== WORK ITEM ==
For every line in the records that has the word "notified", make a copy.

== DATASET RECORDS ==
....

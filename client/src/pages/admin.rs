//! Admin dashboard page: loads the four resource lists and runs moderation.
//!
//! SYSTEM CONTEXT
//! ==============
//! Only reachable through the route guard. A 401 on any call here clears the
//! session inside the HTTP layer; the navigator then moves the admin to
//! `/login`, so this page just records the failed slot or notice.
//!
//! DESIGN
//! ======
//! `load` issues the four list fetches concurrently. Each fetch writes only
//! its own slot, and only while the page is still mounted. Moderation always
//! round-trips: the list changes only after the backend confirms.
//!
//! ERROR HANDLING
//! ==============
//! Moderation and deletes return `Err` with the notice text whenever the
//! action did not happen, including moderation against a booking list that
//! never loaded. Callers can tell a refusal from a success without
//! comparing strings.

#[cfg(test)]
#[path = "admin_test.rs"]
mod admin_test;

use std::path::PathBuf;

use super::FormStatus;
use crate::net::error::ApiError;
use crate::net::http::ApiClient;
use crate::net::types::{BookingStatus, MAX_CAPTION_LEN, MediaType, MediaUpload};
use crate::state::dashboard::{AdminTab, DashboardState, Slot};
use crate::state::mount::Mount;
use crate::util::validate::FieldErrors;

pub const LOAD_FAILURE: &str = "Could not load data.";
pub const APPROVED_NOTICE: &str = "Booking approved and user notified.";
pub const REJECTED_NOTICE: &str = "Booking marked rejected and user notified.";
pub const APPROVE_FAILURE: &str = "Failed to approve booking";
pub const REJECT_FAILURE: &str = "Failed to reject booking";
pub const BOOKING_DELETED_NOTICE: &str = "Booking deleted.";
pub const BOOKING_DELETE_FAILURE: &str = "Failed to delete booking";
pub const MEDIA_DELETED_NOTICE: &str = "Media deleted.";
pub const MEDIA_DELETE_FAILURE: &str = "Failed to delete media";
pub const UPLOADED_NOTICE: &str = "Media uploaded.";
pub const UPLOAD_FAILURE: &str = "Upload failed. Please try again.";
pub const NOT_FOUND_NOTICE: &str = "Booking not found.";

/// Notice for a finished admin action, or the failure text. Either way the
/// same text is left in [`DashboardState::notice`] while the page is mounted.
pub type ActionResult<'a> = Result<&'a str, String>;

/// Empty-list text per tab. The overview uses the "recent" wording.
pub fn empty_message(tab: AdminTab) -> &'static str {
    match tab {
        AdminTab::Overview => "No bookings yet",
        AdminTab::Bookings => "No bookings found",
        AdminTab::Contacts => "No contacts yet",
        AdminTab::Donors => "No donations yet",
        AdminTab::Gallery => "No media uploaded yet.",
    }
}

fn to_slot<T>(result: Result<Vec<T>, ApiError>, resource: &str) -> Slot<T> {
    match result {
        Ok(items) => Slot::Ready(items),
        Err(e) => {
            tracing::warn!(resource, error = %e, "admin list fetch failed");
            Slot::Failed(e.user_message(LOAD_FAILURE))
        }
    }
}

// =============================================================================
// UPLOAD FORM
// =============================================================================

#[derive(Clone, Debug, Default, PartialEq, Eq)]
pub struct UploadForm {
    pub title: String,
    pub caption: String,
    pub file: Option<PathBuf>,
    pub errors: FieldErrors,
    pub status: FormStatus,
}

impl UploadForm {
    /// Validate the fields and read the file.
    ///
    /// # Errors
    ///
    /// Returns the failing fields: blank title, caption over
    /// [`MAX_CAPTION_LEN`] characters, missing or unreadable file, or a file
    /// that is not an image or MP4 video.
    pub async fn prepare(&self) -> Result<MediaUpload, FieldErrors> {
        let mut errors = FieldErrors::new();
        let title = errors.require("title", &self.title, "Title is required.");
        let caption = self.caption.trim().to_owned();
        if caption.chars().count() > MAX_CAPTION_LEN {
            errors.add("caption", "Caption must be 150 characters or fewer.");
        }

        let Some(path) = self.file.as_ref() else {
            errors.add("media", "Choose an image or MP4 video.");
            return Err(errors);
        };
        let file_name = path.file_name().and_then(|n| n.to_str()).unwrap_or_default().to_owned();
        let Some((_, mime)) = MediaType::from_file_name(&file_name) else {
            errors.add("media", "Only images and MP4 videos can be uploaded.");
            return Err(errors);
        };
        if !errors.is_empty() {
            return Err(errors);
        }

        match tokio::fs::read(path).await {
            Ok(bytes) => Ok(MediaUpload { title, caption, file_name, mime, bytes }),
            Err(e) => {
                errors.add("media", format!("Could not read {}: {e}", path.display()));
                Err(errors)
            }
        }
    }
}

// =============================================================================
// PAGE
// =============================================================================

#[derive(Clone, Debug, Default)]
pub struct AdminPage {
    pub state: DashboardState,
    pub mount: Mount,
}

impl AdminPage {
    pub fn new() -> Self {
        Self::default()
    }

    /// Fetch bookings, contacts, donors, and gallery concurrently.
    pub async fn load(&mut self, client: &ApiClient) -> &DashboardState {
        let mount = &self.mount;
        let DashboardState { bookings, contacts, donors, gallery, .. } = &mut self.state;
        *bookings = Slot::Loading;
        *contacts = Slot::Loading;
        *donors = Slot::Loading;
        *gallery = Slot::Loading;

        tokio::join!(
            async {
                let result = client.bookings().list().await;
                if let Some(result) = mount.accept(result) {
                    *bookings = to_slot(result, "bookings");
                }
            },
            async {
                let result = client.contacts().list().await;
                if let Some(result) = mount.accept(result) {
                    *contacts = to_slot(result, "contacts");
                }
            },
            async {
                let result = client.donations().list().await;
                if let Some(result) = mount.accept(result) {
                    *donors = to_slot(result, "donors");
                }
            },
            async {
                let result = client.gallery().list().await;
                if let Some(result) = mount.accept(result) {
                    *gallery = to_slot(result, "gallery");
                }
            },
        );
        &self.state
    }

    fn notify(&mut self, notice: &str) -> ActionResult<'_> {
        self.state.notice = Some(notice.to_owned());
        Ok(notice_ref(&self.state))
    }

    fn fail(&mut self, message: String) -> ActionResult<'_> {
        self.state.notice = Some(message.clone());
        Err(message)
    }

    /// Approve a pending booking.
    ///
    /// # Errors
    ///
    /// Returns the notice text when the booking list failed to load, the
    /// booking is missing or no longer pending, or the backend refuses.
    pub async fn approve(&mut self, client: &ApiClient, id: &str) -> ActionResult<'_> {
        self.moderate(client, id, BookingStatus::Approved).await
    }

    /// Reject a pending booking.
    ///
    /// # Errors
    ///
    /// Same cases as [`AdminPage::approve`].
    pub async fn reject(&mut self, client: &ApiClient, id: &str) -> ActionResult<'_> {
        self.moderate(client, id, BookingStatus::Rejected).await
    }

    async fn moderate(&mut self, client: &ApiClient, id: &str, next: BookingStatus) -> ActionResult<'_> {
        if let Slot::Failed(message) = &self.state.bookings {
            let message = message.clone();
            return self.fail(message);
        }
        let Some(current) = self.state.find_booking(id).map(|b| b.status) else {
            return self.fail(NOT_FOUND_NOTICE.to_owned());
        };
        if !current.can_transition_to(next) {
            return self.fail(format!("Booking is already {current}."));
        }

        let (result, success, failure) = match next {
            BookingStatus::Approved => (client.bookings().approve(id).await, APPROVED_NOTICE, APPROVE_FAILURE),
            _ => (client.bookings().reject(id).await, REJECTED_NOTICE, REJECT_FAILURE),
        };
        let result = match result {
            Ok(updated) => Ok(updated),
            Err(e) => {
                tracing::warn!(booking = id, error = %e, "moderation failed");
                Err(failure)
            }
        };
        if !self.mount.is_mounted() {
            return result.map(|_| success).map_err(str::to_owned);
        }
        match result {
            Ok(updated) => {
                self.state.replace_booking(updated);
                self.notify(success)
            }
            Err(failure) => self.fail(failure.to_owned()),
        }
    }

    /// Delete a booking and drop it from the list once the backend confirms.
    ///
    /// # Errors
    ///
    /// Returns [`BOOKING_DELETE_FAILURE`] when the backend call fails.
    pub async fn delete_booking(&mut self, client: &ApiClient, id: &str) -> ActionResult<'_> {
        let result = client.bookings().delete(id).await;
        if let Err(e) = &result {
            tracing::warn!(booking = id, error = %e, "booking delete failed");
        }
        if !self.mount.is_mounted() {
            return result.map(|()| BOOKING_DELETED_NOTICE).map_err(|_| BOOKING_DELETE_FAILURE.to_owned());
        }
        match result {
            Ok(()) => {
                self.state.remove_booking(id);
                self.notify(BOOKING_DELETED_NOTICE)
            }
            Err(_) => self.fail(BOOKING_DELETE_FAILURE.to_owned()),
        }
    }

    /// Delete a gallery item and drop it from the list once the backend
    /// confirms.
    ///
    /// # Errors
    ///
    /// Returns [`MEDIA_DELETE_FAILURE`] when the backend call fails.
    pub async fn delete_media(&mut self, client: &ApiClient, id: &str) -> ActionResult<'_> {
        let result = client.gallery().delete(id).await;
        if let Err(e) = &result {
            tracing::warn!(media = id, error = %e, "media delete failed");
        }
        if !self.mount.is_mounted() {
            return result.map(|()| MEDIA_DELETED_NOTICE).map_err(|_| MEDIA_DELETE_FAILURE.to_owned());
        }
        match result {
            Ok(()) => {
                self.state.remove_media(id);
                self.notify(MEDIA_DELETED_NOTICE)
            }
            Err(_) => self.fail(MEDIA_DELETE_FAILURE.to_owned()),
        }
    }

    /// Validate and upload, then refetch the gallery list. The form is reset
    /// on success.
    pub async fn upload(&mut self, client: &ApiClient, form: &mut UploadForm) -> FormStatus {
        let upload = match form.prepare().await {
            Ok(upload) => upload,
            Err(errors) => {
                form.errors = errors;
                form.status = FormStatus::Invalid;
                return form.status.clone();
            }
        };
        form.errors = FieldErrors::new();
        form.status = FormStatus::Submitting;

        let status = match client.gallery().upload(upload).await {
            Ok(()) => {
                let refreshed = client.gallery().list().await;
                if self.mount.is_mounted() {
                    self.state.gallery = to_slot(refreshed, "gallery");
                    self.state.notice = Some(UPLOADED_NOTICE.to_owned());
                }
                *form = UploadForm::default();
                FormStatus::Succeeded(UPLOADED_NOTICE.to_owned())
            }
            Err(e) => {
                tracing::warn!(error = %e, "media upload failed");
                FormStatus::Failed(e.user_message(UPLOAD_FAILURE))
            }
        };
        form.status = status.clone();
        status
    }
}

fn notice_ref(state: &DashboardState) -> &str {
    state.notice.as_deref().unwrap_or_default()
}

....

== EXERCISE RESPONSE ==
pub const APPROVED_NOTICE: &str = "Booking approved and user notified.";
pub const REJECTED_NOTICE: &str = "Booking marked rejected and user notified.";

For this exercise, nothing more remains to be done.